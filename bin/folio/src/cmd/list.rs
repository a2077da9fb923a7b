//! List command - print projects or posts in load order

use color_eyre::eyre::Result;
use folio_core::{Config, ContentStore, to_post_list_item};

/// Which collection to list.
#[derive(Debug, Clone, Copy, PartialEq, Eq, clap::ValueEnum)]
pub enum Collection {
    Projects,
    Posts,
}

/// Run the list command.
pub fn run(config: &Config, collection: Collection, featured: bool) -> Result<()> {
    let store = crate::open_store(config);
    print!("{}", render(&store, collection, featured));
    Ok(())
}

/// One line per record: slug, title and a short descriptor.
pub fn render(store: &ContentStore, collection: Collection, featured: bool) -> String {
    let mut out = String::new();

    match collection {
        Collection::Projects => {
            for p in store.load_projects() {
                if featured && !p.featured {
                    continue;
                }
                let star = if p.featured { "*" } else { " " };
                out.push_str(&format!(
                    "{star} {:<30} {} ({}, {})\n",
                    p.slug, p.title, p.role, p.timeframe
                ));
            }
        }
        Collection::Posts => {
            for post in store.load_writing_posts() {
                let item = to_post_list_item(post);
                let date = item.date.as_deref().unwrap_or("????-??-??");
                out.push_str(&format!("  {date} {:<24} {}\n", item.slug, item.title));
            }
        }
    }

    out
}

==

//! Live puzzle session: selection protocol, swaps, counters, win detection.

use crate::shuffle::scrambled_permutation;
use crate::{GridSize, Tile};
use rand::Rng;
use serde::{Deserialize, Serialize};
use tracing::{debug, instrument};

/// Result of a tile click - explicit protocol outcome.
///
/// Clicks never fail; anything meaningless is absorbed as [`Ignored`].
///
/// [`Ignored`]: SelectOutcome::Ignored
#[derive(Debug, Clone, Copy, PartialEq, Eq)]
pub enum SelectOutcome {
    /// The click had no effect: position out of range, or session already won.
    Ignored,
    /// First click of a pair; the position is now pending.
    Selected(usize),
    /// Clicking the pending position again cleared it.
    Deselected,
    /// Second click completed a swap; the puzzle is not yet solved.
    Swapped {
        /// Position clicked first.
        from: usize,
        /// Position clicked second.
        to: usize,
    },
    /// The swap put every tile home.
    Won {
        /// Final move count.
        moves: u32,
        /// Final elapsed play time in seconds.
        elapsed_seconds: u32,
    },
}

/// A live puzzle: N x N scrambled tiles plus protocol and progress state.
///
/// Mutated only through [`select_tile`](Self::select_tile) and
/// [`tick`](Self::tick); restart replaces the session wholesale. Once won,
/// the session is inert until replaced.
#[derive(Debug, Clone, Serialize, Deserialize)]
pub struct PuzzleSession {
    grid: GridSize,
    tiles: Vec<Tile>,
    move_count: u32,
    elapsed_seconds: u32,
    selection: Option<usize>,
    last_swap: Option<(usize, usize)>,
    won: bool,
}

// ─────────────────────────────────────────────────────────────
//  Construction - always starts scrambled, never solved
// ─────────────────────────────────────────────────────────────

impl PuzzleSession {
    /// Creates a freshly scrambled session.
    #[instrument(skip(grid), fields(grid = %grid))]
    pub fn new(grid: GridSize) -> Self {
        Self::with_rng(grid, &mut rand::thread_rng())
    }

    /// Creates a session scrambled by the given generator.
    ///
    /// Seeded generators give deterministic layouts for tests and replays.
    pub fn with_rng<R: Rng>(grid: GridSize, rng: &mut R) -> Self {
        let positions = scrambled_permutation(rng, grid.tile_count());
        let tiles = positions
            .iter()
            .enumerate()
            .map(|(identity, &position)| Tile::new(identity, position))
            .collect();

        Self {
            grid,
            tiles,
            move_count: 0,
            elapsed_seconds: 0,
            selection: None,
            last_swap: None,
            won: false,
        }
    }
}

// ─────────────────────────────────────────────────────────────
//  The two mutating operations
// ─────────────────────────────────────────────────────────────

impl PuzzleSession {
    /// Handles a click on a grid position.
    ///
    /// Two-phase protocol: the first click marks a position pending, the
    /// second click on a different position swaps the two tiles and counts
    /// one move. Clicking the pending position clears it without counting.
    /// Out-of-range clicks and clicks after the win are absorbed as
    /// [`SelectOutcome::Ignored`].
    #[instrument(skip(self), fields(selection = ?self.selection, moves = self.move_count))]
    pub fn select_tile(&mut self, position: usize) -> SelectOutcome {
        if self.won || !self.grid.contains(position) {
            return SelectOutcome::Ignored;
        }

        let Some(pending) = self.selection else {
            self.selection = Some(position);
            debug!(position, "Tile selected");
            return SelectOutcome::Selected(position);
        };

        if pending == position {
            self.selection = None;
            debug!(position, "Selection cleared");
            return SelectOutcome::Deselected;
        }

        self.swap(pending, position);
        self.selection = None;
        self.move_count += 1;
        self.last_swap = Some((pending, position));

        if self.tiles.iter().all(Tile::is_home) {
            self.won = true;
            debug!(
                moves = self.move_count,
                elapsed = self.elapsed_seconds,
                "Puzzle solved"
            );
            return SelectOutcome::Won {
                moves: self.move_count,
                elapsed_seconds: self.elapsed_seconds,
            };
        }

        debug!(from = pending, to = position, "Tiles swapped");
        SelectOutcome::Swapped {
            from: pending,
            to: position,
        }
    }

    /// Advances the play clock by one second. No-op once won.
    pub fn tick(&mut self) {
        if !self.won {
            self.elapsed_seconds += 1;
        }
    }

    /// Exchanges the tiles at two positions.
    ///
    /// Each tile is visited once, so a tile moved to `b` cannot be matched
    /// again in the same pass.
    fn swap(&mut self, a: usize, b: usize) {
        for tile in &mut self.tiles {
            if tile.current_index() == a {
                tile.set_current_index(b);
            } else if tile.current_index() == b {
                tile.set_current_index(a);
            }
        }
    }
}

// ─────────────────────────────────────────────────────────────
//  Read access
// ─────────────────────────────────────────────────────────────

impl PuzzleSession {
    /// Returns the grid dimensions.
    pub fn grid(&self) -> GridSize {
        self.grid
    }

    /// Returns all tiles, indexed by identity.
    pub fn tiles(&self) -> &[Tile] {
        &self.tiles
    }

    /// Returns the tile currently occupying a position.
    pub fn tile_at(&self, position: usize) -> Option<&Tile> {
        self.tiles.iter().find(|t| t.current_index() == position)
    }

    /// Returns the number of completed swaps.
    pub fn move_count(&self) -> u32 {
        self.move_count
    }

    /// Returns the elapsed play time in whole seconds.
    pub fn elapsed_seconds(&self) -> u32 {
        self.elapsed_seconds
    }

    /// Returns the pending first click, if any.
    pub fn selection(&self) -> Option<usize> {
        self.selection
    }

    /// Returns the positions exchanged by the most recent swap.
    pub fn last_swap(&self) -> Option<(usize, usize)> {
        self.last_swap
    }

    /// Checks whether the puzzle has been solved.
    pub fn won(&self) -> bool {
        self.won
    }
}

What this task involves - Using the entries shown above, reproduce verbatim the lines from the line bearing "restart replaces the" to the line bearing "scrambled, never solved", inclusive.

Solution to this task -
/// [`tick`](Self::tick); restart replaces the session wholesale. Once won,
/// the session is inert until replaced.
#[derive(Debug, Clone, Serialize, Deserialize)]
pub struct PuzzleSession {
    grid: GridSize,
    tiles: Vec<Tile>,
    move_count: u32,
    elapsed_seconds: u32,
    selection: Option<usize>,
    last_swap: Option<(usize, usize)>,
    won: bool,
}

// ─────────────────────────────────────────────────────────────
//  Construction - always starts scrambled, never solved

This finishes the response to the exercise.